El triunfo completó una fase de grupos perfecta (nueve puntos de nueve posibles) que incluyó victorias 2‑0 contra Sudáfrica y 1‑0 contra Corea del Sur. El desempeño colectivo, la solidez defensiva y la eficacia ofensiva han elevado las expectativas de la afición y del propio cuerpo técnico dirigido por Javier Aguirre.
En la zona mixta, Mora afirmó: “No he hablado con mi familia, pero estoy seguro de que están orgullosos del partido que dimos todos. México está para ser campeón”. Estas palabras reflejan la confianza que el grupo ha desarrollado tras una ronda inaugural prácticamente impecable.
La postura optimista de Mora no es nueva. Cuando aún jugaba para los Xolos de Tijuana, ya había manifestado su convicción: “Creo que México está en casa. Nos falta creérnosla y nada más.

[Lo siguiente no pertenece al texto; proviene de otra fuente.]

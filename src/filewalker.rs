use crate::patterns::{IgnoreMatcher, normalize_separators};
use ignore::WalkBuilder;
use log::{debug, trace, warn};
use std::cmp::Ordering;
use std::fs;
use std::path::{Path, PathBuf};

/// A file selected for the document.
#[derive(Debug, Clone, PartialEq, Eq)]
pub struct SourceFile {
    pub path: PathBuf,
    /// Path relative to the scanned root, always `/`-separated.
    pub rel_path: String,
}

/// Collects the files under `project_root` that survive `matcher`.
///
/// Each directory lists its own files in sorted order before descending into
/// its subdirectories, also in sorted order. Directory symlinks are not
/// followed. Unreadable entries are logged and skipped. `exclude` names a
/// file (usually the output document) that is never collected.
pub fn collect_files(
    project_root: &Path,
    matcher: &IgnoreMatcher,
    exclude: Option<&Path>,
) -> Vec<SourceFile> {
    let mut builder = WalkBuilder::new(project_root);

    // Filtering is entirely up to the matcher.
    builder
        .standard_filters(false)
        .follow_links(false)
        .sort_by_file_path(files_before_dirs);

    let exclude = exclude.and_then(|p| fs::canonicalize(p).ok());
    let mut files = Vec::new();

    for result in builder.build() {
        let entry = match result {
            Ok(entry) => entry,
            Err(err) => {
                warn!("Error walking path: {err}");
                continue;
            }
        };

        let path = entry.path();
        // Directory symlinks are neither followed nor listed. Anything else,
        // including a dangling link, is a file and gets a section.
        if entry.depth() == 0
            || entry.file_type().is_some_and(|t| t.is_dir())
            || path.is_dir()
        {
            continue;
        }

        let rel_path = relative_path(project_root, path);

        if matcher.should_ignore(&rel_path) {
            trace!("Ignoring {rel_path}");
            continue;
        }

        if exclude.is_some() && fs::canonicalize(path).ok() == exclude {
            debug!("Skipping output file {rel_path}");
            continue;
        }

        files.push(SourceFile {
            path: path.to_path_buf(),
            rel_path,
        });
    }

    files
}

/// Path of `path` relative to `root`, `/`-separated.
pub fn relative_path(root: &Path, path: &Path) -> String {
    let rel = path.strip_prefix(root).unwrap_or(path);
    normalize_separators(&rel.to_string_lossy())
}

/// Sorts a directory's files ahead of its subdirectories, each by name.
///
/// `is_dir` follows links, so a symlink to a directory sorts with the
/// directories even though it is never descended.
fn files_before_dirs(a: &Path, b: &Path) -> Ordering {
    (a.is_dir(), a.file_name()).cmp(&(b.is_dir(), b.file_name()))
}
//! # codesushi Library
//!
//! Rolls the text files of a directory tree into a single Markdown document.
//! Every file becomes a `## File: <relative path>` section holding a fenced
//! code block tagged with a language inferred from the file extension.
//!
//! ## Usage
//!
//! ```rust,no_run
//! use codesushi::{Config, run_codesushi};
//! use std::path::PathBuf;
//!
//! #[tokio::main(flavor = "current_thread")]
//! async fn main() -> anyhow::Result<()> {
//!     let config = Config {
//!         directory: PathBuf::from("."),
//!         ignore_file: PathBuf::from(".sushignore"),
//!         output_path: PathBuf::from("context_output.md"),
//!         header: true,
//!         extra_patterns: Vec::new(),
//!     };
//!
//!     run_codesushi(&config).await
//! }
//! ```

pub mod cli;
pub mod filewalker;
pub mod patterns;
pub mod utils;
pub mod writer;

pub use cli::Config;
pub use filewalker::{SourceFile, collect_files};
pub use patterns::IgnoreMatcher;
pub use writer::{DOCUMENT_HEADER, MarkdownWriter};

use anyhow::Result;
use log::info;

/// Builds the ignore matcher described by `config`.
///
/// Built-in patterns come first, then `extra_patterns`, then the contents of
/// the ignore file when it exists.
pub fn build_matcher(config: &Config) -> Result<IgnoreMatcher> {
    let mut matcher = IgnoreMatcher::with_patterns(config.extra_patterns.iter().cloned())?;
    matcher.load_patterns_from_file(&config.ignore_file)?;
    Ok(matcher)
}

/// Renders the full document for `config` without touching the output file.
pub fn build_document(config: &Config, matcher: &IgnoreMatcher) -> MarkdownWriter {
    let mut md_writer = MarkdownWriter::new();

    if config.header {
        md_writer.write_header();
    }

    let entries = collect_files(
        &config.directory,
        matcher,
        Some(config.output_path.as_path()),
    );
    for entry in &entries {
        md_writer.write_entry(&entry.path, &entry.rel_path);
    }

    md_writer
}

/// Generates the Markdown document and writes it to `config.output_path`.
pub async fn run_codesushi(config: &Config) -> Result<()> {
    let matcher = build_matcher(config)?;
    let md_writer = build_document(config, &matcher);

    info!(
        "Collected {} file(s) from {}",
        md_writer.entries(),
        config.directory.display()
    );

    md_writer.save(&config.output_path).await
}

Tenemos todo para ser campeones”. Hoy, sus declaraciones cobran mayor peso al verse respaldadas por los resultados.
Para el joven futbolista, participar como titular en un Mundial a tan temprana edad representa uno de los hitos más importantes de su carrera, y la confianza del técnico le ha permitido acumular minutos decisivos en el torneo más importante del fútbol.
Con el próximo enfrentamiento de dieciseisavos de final programado para el 30 de junio en el Estadio Ciudad de México, la Selección mexicana busca mantener la racha ganadora y seguir alimentando el sueño de una histórica conquista del título.